Stored data entries:

□ □ □ □ □ □ □

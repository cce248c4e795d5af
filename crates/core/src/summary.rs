use std::collections::HashMap;
use std::collections::hash_map::Entry;

use chrono::{Datelike, Duration, NaiveDate};

use crate::tips::{TipInput, suggest_improvements};
use crate::{Category, CategoryUsage, DayUsage, UsageSummary, WaterRecord, WeeklyComparison};

/// Derive the full usage summary from a record collection.
///
/// `today` anchors the weekly comparison and the 14-day trend window;
/// callers pass the current local calendar date. The computation is pure,
/// so a fixed `today` yields identical summaries for identical input.
/// Tie-breaks (highest day, most-used category) resolve to the
/// first-encountered entry, which makes the supplied record order part of
/// the contract.
pub fn calculate_summary(records: &[WaterRecord], today: NaiveDate) -> UsageSummary {
    let mut total_usage = 0.0;
    let mut day_order: Vec<NaiveDate> = Vec::new();
    let mut day_totals: HashMap<NaiveDate, f64> = HashMap::new();
    for record in records {
        total_usage += record.amount;
        match day_totals.entry(record.usage_date) {
            Entry::Occupied(mut entry) => *entry.get_mut() += record.amount,
            Entry::Vacant(entry) => {
                entry.insert(record.amount);
                day_order.push(record.usage_date);
            }
        }
    }

    let days_with_data = day_order.len().max(1);
    let average_daily_usage = total_usage / days_with_data as f64;

    // Only a strictly greater total replaces, so the earliest-seen date
    // wins ties.
    let mut highest_usage_day: Option<DayUsage> = None;
    for date in &day_order {
        let amount = day_totals[date];
        let replace = match &highest_usage_day {
            None => true,
            Some(best) => amount > best.amount,
        };
        if replace {
            highest_usage_day = Some(DayUsage {
                date: *date,
                amount,
            });
        }
    }

    let mut category_totals = [0.0f64; Category::ALL.len()];
    for record in records {
        category_totals[record.category as usize] += record.amount;
    }

    let mut category_breakdown: Vec<CategoryUsage> = Vec::new();
    for category in Category::ALL {
        let amount = category_totals[category as usize];
        if amount <= 0.0 {
            continue;
        }
        let percentage = if total_usage > 0.0 {
            amount / total_usage * 100.0
        } else {
            0.0
        };
        category_breakdown.push(CategoryUsage {
            category,
            amount,
            percentage,
        });
    }

    let mut most_used_category: Option<CategoryUsage> = None;
    for entry in &category_breakdown {
        let replace = match &most_used_category {
            None => true,
            Some(best) => entry.amount > best.amount,
        };
        if replace {
            most_used_category = Some(entry.clone());
        }
    }

    let weekly_comparison = compare_weeks(records, today);

    let daily_trend: Vec<DayUsage> = (0..14)
        .rev()
        .map(|offset| {
            let date = today - Duration::days(offset);
            DayUsage {
                date,
                amount: day_totals.get(&date).copied().unwrap_or(0.0),
            }
        })
        .collect();

    let suggested_improvements = suggest_improvements(&TipInput {
        breakdown: &category_breakdown,
        weekly_change: weekly_comparison.percentage_change,
        average_daily: average_daily_usage,
    });

    UsageSummary {
        total_usage,
        average_daily_usage,
        highest_usage_day,
        most_used_category,
        weekly_comparison,
        category_breakdown,
        daily_trend,
        suggested_improvements,
    }
}

fn compare_weeks(records: &[WaterRecord], today: NaiveDate) -> WeeklyComparison {
    let this_week_start = today - Duration::days(today.weekday().num_days_from_monday() as i64);
    let this_week_end = this_week_start + Duration::days(6);
    let last_week_start = this_week_start - Duration::days(7);
    let last_week_end = this_week_start - Duration::days(1);

    let this_week = window_total(records, this_week_start, this_week_end);
    let last_week = window_total(records, last_week_start, last_week_end);

    // Defined fallbacks keep the change finite when last week is empty.
    let percentage_change = if last_week > 0.0 {
        (this_week - last_week) / last_week * 100.0
    } else if this_week > 0.0 {
        100.0
    } else {
        0.0
    };

    WeeklyComparison {
        this_week,
        last_week,
        percentage_change,
    }
}

fn window_total(records: &[WaterRecord], start: NaiveDate, end: NaiveDate) -> f64 {
    records
        .iter()
        .filter(|record| record.usage_date >= start && record.usage_date <= end)
        .map(|record| record.amount)
        .sum()
}

#[cfg(test)]
mod tests {
    use super::*;

    fn date(year: i32, month: u32, day: u32) -> NaiveDate {
        NaiveDate::from_ymd_opt(year, month, day).expect("valid date")
    }

    fn record(amount: f64, category: Category, usage_date: NaiveDate) -> WaterRecord {
        WaterRecord {
            id: format!("{}-{}-{}", category.as_str(), usage_date, amount),
            amount,
            category,
            usage_date,
            notes: None,
            created_at: "2025-03-19T10:00:00Z".to_string(),
            updated_at: "2025-03-19T10:00:00Z".to_string(),
        }
    }

    // 2025-03-19 is a Wednesday; its Monday-anchored week is Mar 17-23 and
    // the previous week is Mar 10-16.
    const TODAY: (i32, u32, u32) = (2025, 3, 19);

    fn today() -> NaiveDate {
        date(TODAY.0, TODAY.1, TODAY.2)
    }

    #[test]
    fn empty_input_degrades_to_defaults() {
        let summary = calculate_summary(&[], today());

        assert_eq!(summary.total_usage, 0.0);
        assert_eq!(summary.average_daily_usage, 0.0);
        assert_eq!(summary.highest_usage_day, None);
        assert_eq!(summary.most_used_category, None);
        assert!(summary.category_breakdown.is_empty());
        assert_eq!(summary.weekly_comparison.percentage_change, 0.0);
        assert_eq!(summary.daily_trend.len(), 14);
        assert!(summary.daily_trend.iter().all(|day| day.amount == 0.0));
        assert_eq!(summary.suggested_improvements.len(), 3);
    }

    #[test]
    fn same_day_records_roll_up_into_one_day() {
        let day = date(2025, 3, 18);
        let records = vec![
            record(50.0, Category::Shower, day),
            record(30.0, Category::Cooking, day),
        ];

        let summary = calculate_summary(&records, today());

        assert_eq!(summary.total_usage, 80.0);
        assert_eq!(summary.average_daily_usage, 80.0);
        let highest = summary.highest_usage_day.expect("highest day");
        assert_eq!(highest.date, day);
        assert_eq!(highest.amount, 80.0);
        let most_used = summary.most_used_category.expect("most used");
        assert_eq!(most_used.category, Category::Shower);
        assert_eq!(most_used.amount, 50.0);
        assert_eq!(most_used.percentage, 62.5);
    }

    #[test]
    fn breakdown_amounts_and_percentages_are_consistent() {
        let records = vec![
            record(40.0, Category::Shower, date(2025, 3, 17)),
            record(25.0, Category::Cooking, date(2025, 3, 17)),
            record(20.0, Category::Cleaning, date(2025, 3, 18)),
            record(15.0, Category::Drinking, date(2025, 3, 18)),
        ];

        let summary = calculate_summary(&records, today());

        let amount_sum: f64 = summary
            .category_breakdown
            .iter()
            .map(|entry| entry.amount)
            .sum();
        let percentage_sum: f64 = summary
            .category_breakdown
            .iter()
            .map(|entry| entry.percentage)
            .sum();
        assert_eq!(amount_sum, summary.total_usage);
        assert!((percentage_sum - 100.0).abs() < 1e-9);
    }

    #[test]
    fn breakdown_keeps_fixed_order_and_drops_zero_categories() {
        let records = vec![
            record(10.0, Category::Other, date(2025, 3, 17)),
            record(10.0, Category::Cooking, date(2025, 3, 17)),
            record(10.0, Category::Shower, date(2025, 3, 17)),
        ];

        let summary = calculate_summary(&records, today());

        let order: Vec<Category> = summary
            .category_breakdown
            .iter()
            .map(|entry| entry.category)
            .collect();
        assert_eq!(
            order,
            vec![Category::Shower, Category::Cooking, Category::Other]
        );
        // Equal totals: the first category in the fixed order wins.
        assert_eq!(
            summary.most_used_category.expect("most used").category,
            Category::Shower
        );
    }

    #[test]
    fn highest_day_tie_resolves_to_first_encountered_date() {
        let records = vec![
            record(30.0, Category::Shower, date(2025, 3, 18)),
            record(30.0, Category::Shower, date(2025, 3, 17)),
        ];

        let summary = calculate_summary(&records, today());

        let highest = summary.highest_usage_day.expect("highest day");
        assert_eq!(highest.date, date(2025, 3, 18));
    }

    #[test]
    fn weekly_change_is_zero_when_both_weeks_are_empty() {
        let records = vec![record(12.0, Category::Other, date(2025, 1, 5))];

        let summary = calculate_summary(&records, today());

        assert_eq!(summary.weekly_comparison.this_week, 0.0);
        assert_eq!(summary.weekly_comparison.last_week, 0.0);
        assert_eq!(summary.weekly_comparison.percentage_change, 0.0);
    }

    #[test]
    fn weekly_change_caps_at_hundred_when_last_week_is_empty() {
        let records = vec![record(20.0, Category::Shower, date(2025, 3, 18))];

        let summary = calculate_summary(&records, today());

        assert_eq!(summary.weekly_comparison.this_week, 20.0);
        assert_eq!(summary.weekly_comparison.last_week, 0.0);
        assert_eq!(summary.weekly_comparison.percentage_change, 100.0);
    }

    #[test]
    fn weekly_change_is_signed_percentage_of_last_week() {
        let records = vec![
            record(80.0, Category::Shower, date(2025, 3, 17)),
            record(100.0, Category::Shower, date(2025, 3, 12)),
        ];

        let summary = calculate_summary(&records, today());

        assert_eq!(summary.weekly_comparison.this_week, 80.0);
        assert_eq!(summary.weekly_comparison.last_week, 100.0);
        assert_eq!(summary.weekly_comparison.percentage_change, -20.0);
    }

    #[test]
    fn weekly_windows_use_monday_anchored_inclusive_bounds() {
        let records = vec![
            // Monday and Sunday of the current week.
            record(10.0, Category::Shower, date(2025, 3, 17)),
            record(5.0, Category::Shower, date(2025, 3, 23)),
            // Monday and Sunday of the previous week.
            record(4.0, Category::Cooking, date(2025, 3, 10)),
            record(6.0, Category::Cooking, date(2025, 3, 16)),
            // Just outside both windows.
            record(99.0, Category::Other, date(2025, 3, 9)),
        ];

        let summary = calculate_summary(&records, today());

        assert_eq!(summary.weekly_comparison.this_week, 15.0);
        assert_eq!(summary.weekly_comparison.last_week, 10.0);
    }

    #[test]
    fn daily_trend_is_fourteen_ascending_days_ending_today() {
        let records = vec![
            record(7.0, Category::Drinking, today()),
            record(3.0, Category::Drinking, date(2025, 3, 6)),
        ];

        let summary = calculate_summary(&records, today());

        assert_eq!(summary.daily_trend.len(), 14);
        assert_eq!(summary.daily_trend[0].date, date(2025, 3, 6));
        assert_eq!(summary.daily_trend[13].date, today());
        for window in summary.daily_trend.windows(2) {
            assert_eq!(window[1].date - window[0].date, Duration::days(1));
        }
        assert_eq!(summary.daily_trend[0].amount, 3.0);
        assert_eq!(summary.daily_trend[13].amount, 7.0);
        assert_eq!(summary.daily_trend[5].amount, 0.0);
    }

    #[test]
    fn trend_window_excludes_older_records() {
        let records = vec![record(42.0, Category::Cleaning, date(2025, 3, 5))];

        let summary = calculate_summary(&records, today());

        assert!(summary.daily_trend.iter().all(|day| day.amount == 0.0));
        // The record still counts toward the totals.
        assert_eq!(summary.total_usage, 42.0);
    }

    #[test]
    fn summary_is_deterministic_for_a_fixed_reference_date() {
        let records = vec![
            record(50.0, Category::Shower, date(2025, 3, 18)),
            record(30.0, Category::Cooking, date(2025, 3, 12)),
            record(12.0, Category::Drinking, date(2025, 3, 17)),
        ];

        let first = calculate_summary(&records, today());
        let second = calculate_summary(&records, today());

        assert_eq!(first, second);
    }
}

□ □ □ □ □ □ □

Assigned task => Only the lines from the first line of the records through the one containing "let mut total_usage = 0.0;" should be reproduced, exactly, with both of them included.

Output for this exercise =>
repository cce248c4e795d5af
filename crates/core/src/summary.rs
use std::collections::HashMap;
use std::collections::hash_map::Entry;

use chrono::{Datelike, Duration, NaiveDate};

use crate::tips::{TipInput, suggest_improvements};
use crate::{Category, CategoryUsage, DayUsage, UsageSummary, WaterRecord, WeeklyComparison};

/// Derive the full usage summary from a record collection.
///
/// `today` anchors the weekly comparison and the 14-day trend window;
/// callers pass the current local calendar date. The computation is pure,
/// so a fixed `today` yields identical summaries for identical input.
/// Tie-breaks (highest day, most-used category) resolve to the
/// first-encountered entry, which makes the supplied record order part of
/// the contract.
pub fn calculate_summary(records: &[WaterRecord], today: NaiveDate) -> UsageSummary {
    let mut total_usage = 0.0;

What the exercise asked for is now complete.